Collected data entries:
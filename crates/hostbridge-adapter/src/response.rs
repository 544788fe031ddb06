//! Response delivery — canonical response out, host reply mechanism in.

use tracing::debug;

use hostbridge_core::{AbortSignal, AdapterResult, CanonicalResponse, StreamBridgeError};

use crate::convert;
use crate::shape::{ReplySink, RespondSlot};
use crate::stream;

/// The reply mechanism a detected shape expects.
///
/// Built by the composition root from the invocation's parts after
/// shape detection; delivery through the wrong channel is therefore
/// unrepresentable.
pub enum ReplyChannel {
    /// The response is the call's return value (direct style).
    Return,
    /// Write-through reply object (paired and middleware style).
    Sink(Box<dyn ReplySink>),
    /// One-shot respond-with slot (event-listener style).
    Respond(RespondSlot),
}

impl std::fmt::Debug for ReplyChannel {
    fn fmt(&self, f: &mut std::fmt::Formatter<'_>) -> std::fmt::Result {
        match self {
            ReplyChannel::Return => f.write_str("Return"),
            ReplyChannel::Sink(_) => f.write_str("Sink"),
            ReplyChannel::Respond(_) => f.write_str("Respond"),
        }
    }
}

/// Deliver a canonical response through the shape's channel.
///
/// Returns `Some(response)` for return-value shapes and `None` when the
/// reply went out through a side channel. Write-through delivery pipes
/// the body via the stream bridge: head first (duplicate headers as
/// repeated lines), then chunks with per-chunk backpressure, then one
/// `end` — or an abnormal `abort` if the body fails mid-stream, so the
/// host never mistakes truncation for completion.
pub async fn deliver(
    response: CanonicalResponse,
    channel: ReplyChannel,
    signal: &AbortSignal,
) -> AdapterResult<Option<CanonicalResponse>> {
    match channel {
        ReplyChannel::Return => Ok(Some(response)),
        ReplyChannel::Sink(mut sink) => {
            write_through(sink.as_mut(), response, signal).await?;
            Ok(None)
        }
        ReplyChannel::Respond(slot) => {
            debug!("fulfilling respond-with slot");
            slot.fulfill(response)
                .map_err(|_| StreamBridgeError::Disconnected)?;
            Ok(None)
        }
    }
}

async fn write_through(
    sink: &mut dyn ReplySink,
    response: CanonicalResponse,
    signal: &AbortSignal,
) -> AdapterResult<()> {
    let (status, headers, body) = response.into_parts();
    let reason = status.canonical_reason();
    sink.write_head(status, reason, convert::headers_to_tuples(&headers))
        .await?;
    stream::pump(body, sink, signal).await?;
    Ok(())
}

#[cfg(test)]
mod tests {
    use super::*;
    use async_trait::async_trait;
    use bytes::Bytes;
    use hostbridge_core::body::BodyReader;
    use hostbridge_core::{AdapterError, Body, IterSource};
    use http::StatusCode;

    use crate::stream::ChunkSink;

    #[derive(Default)]
    struct RecordingReply {
        head: Option<(StatusCode, Option<&'static str>, Vec<(String, Vec<u8>)>)>,
        chunks: Vec<Bytes>,
        ended: usize,
        aborted: Option<StreamBridgeError>,
    }

    #[async_trait]
    impl ChunkSink for RecordingReply {
        async fn write(&mut self, chunk: Bytes) -> Result<(), StreamBridgeError> {
            self.chunks.push(chunk);
            Ok(())
        }
        async fn end(&mut self) -> Result<(), StreamBridgeError> {
            self.ended += 1;
            Ok(())
        }
        async fn abort(&mut self, error: StreamBridgeError) {
            self.aborted = Some(error);
        }
    }

    #[async_trait]
    impl ReplySink for RecordingReply {
        async fn write_head(
            &mut self,
            status: StatusCode,
            reason: Option<&'static str>,
            headers: Vec<(String, Vec<u8>)>,
        ) -> Result<(), StreamBridgeError> {
            self.head = Some((status, reason, headers));
            Ok(())
        }
    }

    #[tokio::test]
    async fn return_channel_hands_the_response_back() {
        let response = CanonicalResponse::text(StatusCode::OK, "hi");
        let delivered = deliver(response, ReplyChannel::Return, &AbortSignal::never())
            .await
            .unwrap();
        assert_eq!(delivered.unwrap().status(), StatusCode::OK);
    }

    #[tokio::test]
    async fn write_through_emits_head_body_end() {
        let mut sink = RecordingReply::default();
        let response = CanonicalResponse::new(StatusCode::CREATED)
            .header("set-cookie", "a=1")
            .header("set-cookie", "b=2")
            .with_body(Body::Stream(BodyReader::new(IterSource::new(vec![
                Bytes::from("part1"),
                Bytes::from("part2"),
            ]))));

        write_through(&mut sink, response, &AbortSignal::never())
            .await
            .unwrap();

        let (status, reason, headers) = sink.head.expect("head written");
        assert_eq!(status, StatusCode::CREATED);
        assert_eq!(reason, Some("Created"));
        let cookie_lines: Vec<_> = headers
            .iter()
            .filter(|(name, _)| name == "set-cookie")
            .map(|(_, value)| value.as_slice())
            .collect();
        assert_eq!(cookie_lines, vec![b"a=1".as_slice(), b"b=2".as_slice()]);
        assert_eq!(sink.chunks, vec![Bytes::from("part1"), Bytes::from("part2")]);
        assert_eq!(sink.ended, 1);
        assert!(sink.aborted.is_none());
    }

    #[tokio::test]
    async fn body_error_aborts_the_sink_instead_of_truncating() {
        struct FailingSource(usize);
        impl hostbridge_core::ChunkSource for FailingSource {
            fn next_chunk(&mut self) -> hostbridge_core::ChunkFuture<'_> {
                self.0 += 1;
                let step = self.0;
                Box::pin(async move {
                    if step == 1 {
                        Some(Ok(Bytes::from("partial")))
                    } else {
                        Some(Err(StreamBridgeError::Source("read failed".into())))
                    }
                })
            }
        }

        let mut sink = RecordingReply::default();
        let response = CanonicalResponse::new(StatusCode::OK)
            .with_body(Body::Stream(BodyReader::new(FailingSource(0))));

        let result = write_through(&mut sink, response, &AbortSignal::never()).await;
        assert!(matches!(
            result,
            Err(AdapterError::StreamBridge(StreamBridgeError::Source(_)))
        ));
        assert_eq!(sink.ended, 0);
        assert!(sink.aborted.is_some());
    }

    #[tokio::test]
    async fn respond_channel_fulfills_the_slot_once() {
        let (slot, rx) = RespondSlot::new();
        let response = CanonicalResponse::text(StatusCode::OK, "event");
        let delivered = deliver(response, ReplyChannel::Respond(slot), &AbortSignal::never())
            .await
            .unwrap();
        assert!(delivered.is_none());
        assert_eq!(rx.await.unwrap().status(), StatusCode::OK);
    }

    #[tokio::test]
    async fn dropped_event_host_is_an_error_not_silence() {
        let (slot, rx) = RespondSlot::new();
        drop(rx);
        let response = CanonicalResponse::text(StatusCode::OK, "event");
        let result = deliver(response, ReplyChannel::Respond(slot), &AbortSignal::never()).await;
        assert!(matches!(
            result,
            Err(AdapterError::StreamBridge(StreamBridgeError::Disconnected))
        ));
    }
}
//! Opaque per-invocation host context.

use std::any::Any;
use std::fmt;
use std::sync::Arc;

/// Caller-supplied value threaded through the pipeline unchanged.
///
/// The host integration owns the contents; the adapter only moves the
/// handle around for the duration of one invocation and never inspects
/// it. Handlers and plugins that know the concrete type can get it back
/// with [`downcast_ref`].
///
/// [`downcast_ref`]: ServerContext::downcast_ref
#[derive(Clone, Default)]
pub struct ServerContext {
    inner: Option<Arc<dyn Any + Send + Sync>>,
}

impl ServerContext {
    pub fn new<T: Any + Send + Sync>(value: T) -> Self {
        ServerContext {
            inner: Some(Arc::new(value)),
        }
    }

    /// A context carrying nothing, for hosts that have no ambient state.
    pub fn empty() -> Self {
        ServerContext { inner: None }
    }

    pub fn is_empty(&self) -> bool {
        self.inner.is_none()
    }

    pub fn downcast_ref<T: Any + Send + Sync>(&self) -> Option<&T> {
        self.inner.as_deref().and_then(|any| any.downcast_ref())
    }
}

impl fmt::Debug for ServerContext {
    fn fmt(&self, f: &mut fmt::Formatter<'_>) -> fmt::Result {
        f.debug_struct("ServerContext")
            .field("present", &self.inner.is_some())
            .finish()
    }
}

- **TRY IT**
Copy the lines above exactly. Start with the line containing "use tracing::debug;", end with the line containing "ReplyChannel::Sink(mut sink) =>", and include both.

- **ANSWER SPACE**
use tracing::debug;

use hostbridge_core::{AbortSignal, AdapterResult, CanonicalResponse, StreamBridgeError};

use crate::convert;
use crate::shape::{ReplySink, RespondSlot};
use crate::stream;

/// The reply mechanism a detected shape expects.
///
/// Built by the composition root from the invocation's parts after
/// shape detection; delivery through the wrong channel is therefore
/// unrepresentable.
pub enum ReplyChannel {
    /// The response is the call's return value (direct style).
    Return,
    /// Write-through reply object (paired and middleware style).
    Sink(Box<dyn ReplySink>),
    /// One-shot respond-with slot (event-listener style).
    Respond(RespondSlot),
}

impl std::fmt::Debug for ReplyChannel {
    fn fmt(&self, f: &mut std::fmt::Formatter<'_>) -> std::fmt::Result {
        match self {
            ReplyChannel::Return => f.write_str("Return"),
            ReplyChannel::Sink(_) => f.write_str("Sink"),
            ReplyChannel::Respond(_) => f.write_str("Respond"),
        }
    }
}

/// Deliver a canonical response through the shape's channel.
///
/// Returns `Some(response)` for return-value shapes and `None` when the
/// reply went out through a side channel. Write-through delivery pipes
/// the body via the stream bridge: head first (duplicate headers as
/// repeated lines), then chunks with per-chunk backpressure, then one
/// `end` — or an abnormal `abort` if the body fails mid-stream, so the
/// host never mistakes truncation for completion.
pub async fn deliver(
    response: CanonicalResponse,
    channel: ReplyChannel,
    signal: &AbortSignal,
) -> AdapterResult<Option<CanonicalResponse>> {
    match channel {
        ReplyChannel::Return => Ok(Some(response)),
        ReplyChannel::Sink(mut sink) => {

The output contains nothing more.